Managing Partner Inventure, Yuswohady, mengatakan pergeseran ini memperlihatkan bahwa masyarakat memasuki fase dormant economy, kondisi ketika konsumsi tertahan meski optimisme makro mulai muncul. Namun, di tengah ketatnya pola konsumsi dari frugal consumer, muncul sinyal positif: kepercayaan terhadap kebijakan Menteri Keuangan Purbaya Yudhi Sadewa mendorong optimisme publik. Sebanyak 87 persen responden menyatakan kebijakan pemerintah meningkatkan keyakinan mereka terhadap kondisi finansial ke depan. Sebanyak 72 persen responden juga yakin ekonomi Indonesia akan membaik dalam 12 bulan ke depan.

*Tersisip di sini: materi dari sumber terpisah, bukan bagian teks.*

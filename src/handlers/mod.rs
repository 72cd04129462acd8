//! HTTP handlers for users and items.

pub mod items;
pub mod users;
pub use items::*;
pub use users::*;
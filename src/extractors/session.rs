//! One database session per request, acquired from the pool on extraction.

use crate::error::AppError;
use crate::state::AppState;
use crate::store::{open_session, Session};
use async_trait::async_trait;
use axum::{
    extract::{FromRef, FromRequestParts},
    http::request::Parts,
};
use sqlx::SqliteConnection;
use std::ops::{Deref, DerefMut};

/// Pooled connection scoped to the handler that extracted it. Dropping it (on
/// success, error or panic) hands the connection back to the pool.
pub struct DbSession(pub Session);

#[async_trait]
impl<S> FromRequestParts<S> for DbSession
where
    AppState: FromRef<S>,
    S: Send + Sync,
{
    type Rejection = AppError;

    async fn from_request_parts(_parts: &mut Parts, state: &S) -> Result<Self, Self::Rejection> {
        let state = AppState::from_ref(state);
        let session = open_session(&state.pool).await?;
        Ok(DbSession(session))
    }
}

impl Deref for DbSession {
    type Target = SqliteConnection;

    fn deref(&self) -> &Self::Target {
        &self.0
    }
}

impl DerefMut for DbSession {
    fn deref_mut(&mut self) -> &mut Self::Target {
        &mut self.0
    }
}
//! Router assembly.

pub mod api;
mod common;

pub use api::api_routes;
pub use common::common_routes;

use crate::config::AppConfig;
use crate::doc::openapi_routes;
use crate::state::AppState;
use axum::Router;
use tower_http::limit::RequestBodyLimitLayer;
use tower_http::trace::TraceLayer;

/// Full application: common routes, users/items API and the OpenAPI document.
pub fn app(state: AppState, config: &AppConfig) -> Router {
    Router::new()
        .merge(common_routes(state.clone()))
        .merge(api_routes(state))
        .merge(openapi_routes())
        .layer(RequestBodyLimitLayer::new(config.body_limit_bytes))
        .layer(TraceLayer::new_for_http())
}
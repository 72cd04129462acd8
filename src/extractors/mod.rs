//! Request extractors.

pub mod session;
pub use session::DbSession;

“Kepercayaan publik terhadap arah kebijakan pemerintah adalah modal psikologis yang sangat kuat. Optimisme ini muncul lebih cepat dibanding pemulihan daya beli, sehingga konsumen merasa lebih percaya diri meski masih menahan belanja,” ujarnya dalam diskusi BUSINESS OUTLOOK 2026 bertajuk The Birth of Dormant, Economy The Rise of Frugal Consumer, di Jakarta, Selasa (9/12).
CEO Alvara Research Center, Hasannudin Ali, menilai konsumen berada dalam fase transisi. “Optimisme makro sudah bergerak, tetapi optimisme mikro yang terkait langsung dengan kondisi dompet rumah tangga masih tertahan," katanya.
Di sektor perbankan, terlihat perubahan besar dalam cara nasabah memanfaatkan produk finansial. Kredit menjadi area yang paling terpukul. Transaksi kartu kredit, pinjaman pribadi, hingga kredit kendaraan melemah signifikan. Nasabah menghindari komitmen baru, menjadikan kredit sebagai simbol risiko di tengah ketidakpastian. Sebaliknya, tabungan berjangka dan deposito mencatat kenaikan. Likuiditas menjadi prioritas, dan nasabah memperkuat cadangan finansial mereka sebagai mekanisme bertahan.
Yuswohady, mengatakan perubahan ini sangat logis, sebab frugal consumer sangat sensitif terhadap komitmen jangka panjang. "Mereka meminimalkan kredit karena tidak ingin kehilangan fleksibilitas. Tabungan dan deposito menjadi ‘benteng pertama’ untuk menjaga stabilitas arus kas di tengah ekonomi yang tidak pasti," ujarnya.
Perilaku serupa terjadi pada portofolio investasi. Sebanyak 72 persen responden memindahkan dana mereka dari instrumen berisiko tinggi ke aset aman, yakni deposito, emas, dan obligasi. Langkah ini merupakan flight to safety yang memperlihatkan tingginya aversi risiko masyarakat.
Hasanuddin menambahkan, nasabah kini menilai keamanan aset lebih penting daripada potensi imbal hasil tinggi. "Flight to safety adalah bukti bahwa masyarakat memilih stabilitas di tengah dormant ekonomi. Mereka mengutamakan perlindungan nilai bukan spekulasi," katanya.